SaaS Cost of Customer Acquisition  

SaaS Cost of Customer Acquisition (COCA) is one of the most critical SaaS metrics in determining whether a SaaS business is building a profitable business or not. COCA includes all sales and marketing expense aimed at bringing on new customers. In small and midsized companies, COCA is typically calculated as all sales and marketing expenses from a previous quarter divided by the number of new customers in a quarter.

But SaaS Cost of Customer Acquisition is important relative to other metrics, namely the average recurring revenue of a customer (ARPU) and the profitability of a customer’s recurring revenue over the probable lifetime as a subscriber — CLV.

If your SaaS Cost of Customer Acquisition is $10,000/new customer and your ARPU is $400/month, then it will take you 25 months to start making any money on this customer, and that’s without any costs to maintain the customer and assuming no churn — how realistic is that? However, if your ARPU for this customer were $2,000/month, you’d start seeing a payback in five months.  We see churn for customers paying a higher average ARPU that is usually higher than for customers paying a lower average ARPU, so the CLV on this customer would probably be better also.

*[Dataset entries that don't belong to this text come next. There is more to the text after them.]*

//! podbio Theme Engine
//!
//! Turns a page's style overrides, its assigned theme, and the built-in
//! defaults into one flat map of renderable style values.
//!
//! # Overview
//!
//! - **Design tokens**: a three-tier bundle (`core` -> `semantic` -> `component`)
//!   whose leaves are literals or dotted references into earlier tiers
//! - **Reference resolution**: strict layer ordering, bounded component passes,
//!   unit formatting by category (`rem` for scales, `ms` for durations)
//! - **Style cascade**: page -> theme -> default for each styleable concern
//! - **Widget styles**: schema-validated effect options merged over defaults
//! - **Enum mapping**: fixed tables from style choices to CSS-ready values
//!
//! # Quick Start
//!
//! ```rust
//! use podbio_theme::{InMemoryThemes, PageStyleRecord, ResolutionContext, ThemeCache, ThemeId, ThemeRecord};
//!
//! let mut theme = ThemeRecord::new(1, "Midnight");
//! theme.style.widget_background = Some("#112233".into());
//! let themes: InMemoryThemes = [theme].into_iter().collect();
//! let cache = ThemeCache::new();
//!
//! let mut page = PageStyleRecord::new(42);
//! page.theme_id = Some(ThemeId(1));
//!
//! let mut ctx = ResolutionContext::new(&themes, &cache);
//! let styles = ctx.resolve_page(&page).unwrap();
//! assert_eq!(styles.get("widgetBackground"), Some("#112233"));
//! ```
//!
//! # Errors
//!
//! Broken token references and enum mapping gaps are returned as
//! [`ThemeError`]s naming the offending path. Invalid widget-style entries are
//! not errors: they are dropped and reported as [`StyleDiagnostic`]s.

pub mod cache;
pub mod cascade;
pub mod color;
pub mod error;
pub mod mapper;
pub mod record;
pub mod theme_data;
pub mod tokens;
pub mod widget_style;

// Re-export commonly used types
pub use cache::{InMemoryThemes, ThemeCache, ThemeSource};
pub use cascade::{
    cascade, cascade_widget_style, CascadeSource, CascadedValue, ResolutionContext,
    ResolvedStyleMap, StyleConcern,
};
pub use color::{is_css_variable_ref, is_valid_color};
pub use error::{Result, ThemeError};
pub use mapper::{convert, convert_in, MapCategory};
pub use record::{PageStyleRecord, StyleFields, ThemeId, ThemeRecord};
pub use theme_data::ThemeData;
pub use tokens::*;
pub use widget_style::{
    BorderEffect, BorderEffectKind, BorderWidth, CornerShape, GlowIntensity, SanitizedStyle,
    ShadowIntensity, SpacingDensity, StyleDiagnostic, StyleIssue, WidgetStyle, WidgetStyleOptions,
    COLOR_KEYS, SCHEMA_KEYS,
};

At the same time, we see in our benchmarking that COCA is not solely a function of a perfect financial model where COCA payback is less than a year and CLV is at least three to four times COCA from the get-go. That would be nice, but we see a consistent trend whereby COCA is higher in the early stage of less than $10M in recurring revenues, then drops as a company becomes more efficient and it’s recurring revenues grow; then on average it increases again at some point when the company puts on gas in sales and marketing for another spurt of growth.

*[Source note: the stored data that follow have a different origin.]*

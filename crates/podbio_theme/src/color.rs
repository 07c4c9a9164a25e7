//! Color-shape validation shared by every place that accepts a color.
//!
//! Accepted shapes: hex (`#rgb`, `#rgba`, `#rrggbb`, `#rrggbbaa`), the
//! `rgb()`/`rgba()`/`hsl()`/`hsla()` functions, CSS gradients, `var(--name)`
//! references, and `transparent`. `var(--name)` is kept as an opaque literal;
//! resolving it is left to the renderer.

const COLOR_FUNCTIONS: [&str; 4] = ["rgb", "rgba", "hsl", "hsla"];
const GRADIENT_FUNCTIONS: [&str; 6] = [
    "linear-gradient",
    "radial-gradient",
    "conic-gradient",
    "repeating-linear-gradient",
    "repeating-radial-gradient",
    "repeating-conic-gradient",
];

/// Whether `value` has the shape of a color, gradient, or CSS variable reference.
pub fn is_valid_color(value: &str) -> bool {
    let value = value.trim();
    if value.eq_ignore_ascii_case("transparent") {
        return true;
    }
    if let Some(hex) = value.strip_prefix('#') {
        return is_hex_color(hex);
    }
    if let Some(inner) = function_args(value, "var") {
        return is_css_variable(inner);
    }
    if let Some(name) = function_name(value) {
        let lower = name.to_ascii_lowercase();
        if COLOR_FUNCTIONS.contains(&lower.as_str()) {
            return function_args(value, name).is_some_and(is_color_args);
        }
        if GRADIENT_FUNCTIONS.contains(&lower.as_str()) {
            return function_args(value, name).is_some_and(|args| !args.trim().is_empty());
        }
    }
    false
}

/// Whether `value` is a CSS variable reference (`var(--name)`).
pub fn is_css_variable_ref(value: &str) -> bool {
    function_args(value.trim(), "var").is_some_and(is_css_variable)
}

fn is_hex_color(hex: &str) -> bool {
    matches!(hex.len(), 3 | 4 | 6 | 8) && hex.chars().all(|c| c.is_ascii_hexdigit())
}

fn is_css_variable(inner: &str) -> bool {
    // `var(--name)` or `var(--name, fallback)`
    let name = inner.split(',').next().unwrap_or("").trim();
    name.len() > 2
        && name.starts_with("--")
        && name[2..]
            .chars()
            .all(|c| c.is_ascii_alphanumeric() || c == '-' || c == '_')
}

fn is_color_args(args: &str) -> bool {
    let parts: Vec<&str> = args
        .split(|c: char| c == ',' || c == '/' || c.is_whitespace())
        .filter(|p| !p.is_empty())
        .collect();
    (3..=4).contains(&parts.len())
        && parts.iter().all(|p| {
            let number = p.trim_end_matches('%').trim_end_matches("deg");
            number.parse::<f64>().is_ok()
        })
}

fn function_name(value: &str) -> Option<&str> {
    let open = value.find('(')?;
    let name = &value[..open];
    (!name.is_empty() && name.chars().all(|c| c.is_ascii_alphabetic() || c == '-')).then_some(name)
}

fn function_args<'a>(value: &'a str, name: &str) -> Option<&'a str> {
    let rest = value.get(..name.len())?;
    if !rest.eq_ignore_ascii_case(name) {
        return None;
    }
    value[name.len()..]
        .strip_prefix('(')?
        .strip_suffix(')')
}

#[cfg(test)]
mod tests {
    use super::*;

    #[test]
    fn hex_colors() {
        for ok in ["#fff", "#ffff", "#0066ff", "#0066ffcc", "#ABCDEF"] {
            assert!(is_valid_color(ok), "{ok}");
        }
        for bad in ["#ff", "#12345", "#gggggg", "0066ff", "#"] {
            assert!(!is_valid_color(bad), "{bad}");
        }
    }

    #[test]
    fn functional_colors() {
        assert!(is_valid_color("rgb(0, 102, 255)"));
        assert!(is_valid_color("rgba(15, 23, 42, 0.15)"));
        assert!(is_valid_color("hsl(210deg 100% 50%)"));
        assert!(is_valid_color("hsla(210, 100%, 50%, 0.5)"));
        assert!(!is_valid_color("rgb(0, 102)"));
        assert!(!is_valid_color("rgb(red, green, blue)"));
    }

    #[test]
    fn gradients() {
        assert!(is_valid_color(
            "linear-gradient(135deg, #667eea 0%, #764ba2 100%)"
        ));
        assert!(is_valid_color("radial-gradient(circle, #fff, #000)"));
        assert!(!is_valid_color("linear-gradient()"));
    }

    #[test]
    fn css_variables_are_opaque_but_valid() {
        assert!(is_valid_color("var(--brand-primary)"));
        assert!(is_valid_color("var(--brand, #fff)"));
        assert!(is_css_variable_ref("var(--x)"));
        assert!(!is_valid_color("var(brand)"));
        assert!(!is_valid_color("var(--)"));
    }

    #[test]
    fn other_strings_are_rejected() {
        assert!(is_valid_color("transparent"));
        assert!(!is_valid_color("red"));
        assert!(!is_valid_color("url(javascript:alert(1))"));
        assert!(!is_valid_color(""));
        assert!(!is_valid_color("color.primary"));
    }
}
//! Per-theme token overrides
//!
//! A theme may carry `theme_data` that replaces selected `core` tokens. Each
//! group maps onto a fixed core subtree:
//!
//! | group        | core path              |
//! |--------------|------------------------|
//! | `color`      | `color.theme.<key>`    |
//! | `typography` | `typography.<key>`     |
//! | `space`      | `space.scale.<key>`    |
//! | `radius`     | `radius.<key>`         |

use std::collections::BTreeMap;

use serde::{Deserialize, Serialize};

use crate::tokens::{TokenLeaf, TokenNode};

/// Token overrides stored with a theme record.
#[derive(Clone, Debug, Default, PartialEq, Serialize, Deserialize)]
#[serde(deny_unknown_fields)]
pub struct ThemeData {
    #[serde(default, skip_serializing_if = "BTreeMap::is_empty")]
    pub color: BTreeMap<String, String>,
    /// Nested so callers can override `family.sans` or `scale.md`
    #[serde(default, skip_serializing_if = "BTreeMap::is_empty")]
    pub typography: BTreeMap<String, TokenNode>,
    #[serde(default, skip_serializing_if = "BTreeMap::is_empty")]
    pub space: BTreeMap<String, f64>,
    #[serde(default, skip_serializing_if = "BTreeMap::is_empty")]
    pub radius: BTreeMap<String, String>,
}

impl ThemeData {
    /// Overrides for the three brand color roles.
    pub fn from_color_roles(primary: &str, secondary: &str, accent: &str) -> Self {
        let mut data = Self::default();
        data.color.insert("primary".to_string(), primary.to_string());
        data.color.insert("secondary".to_string(), secondary.to_string());
        data.color.insert("accent".to_string(), accent.to_string());
        data
    }

    pub fn is_empty(&self) -> bool {
        self.color.is_empty()
            && self.typography.is_empty()
            && self.space.is_empty()
            && self.radius.is_empty()
    }

    /// Flatten into `(core path, leaf)` pairs.
    pub fn core_overrides(&self) -> Vec<(String, TokenLeaf)> {
        let mut out = Vec::new();
        for (key, value) in &self.color {
            out.push((format!("color.theme.{key}"), TokenLeaf::Text(value.clone())));
        }
        for (key, node) in &self.typography {
            flatten_node(&format!("typography.{key}"), node, &mut out);
        }
        for (key, value) in &self.space {
            out.push((format!("space.scale.{key}"), TokenLeaf::Number(*value)));
        }
        for (key, value) in &self.radius {
            out.push((format!("radius.{key}"), TokenLeaf::Text(value.clone())));
        }
        out
    }
}

fn flatten_node(path: &str, node: &TokenNode, out: &mut Vec<(String, TokenLeaf)>) {
    match node {
        TokenNode::Number(n) => out.push((path.to_string(), TokenLeaf::Number(*n))),
        TokenNode::Text(s) => out.push((path.to_string(), TokenLeaf::Text(s.clone()))),
        TokenNode::Group(children) => {
            for (key, child) in children {
                flatten_node(&format!("{path}.{key}"), child, out);
            }
        }
    }
}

So COCA is also a function of a company’s stage of growth as it builds its position in the market. Obviously companies need to plan for a highly profitable financial model and prove that it is possible; but at any point in time, other goals such as faster customer acquisition, entrance into new vertical or geographic markets, etc. may impact target numbers for COCA or other key KPIs.

We’ll be looking closely at all these indicators, as well as a comprehensive set of financial and operational metrics such as detailed departmental expense numbers, hosting expense, departmental and geographic headcounts, revenues and growth rates, profit and margin metrics and more in this year’s software and SaaS benchmarking, kicking off mid-February.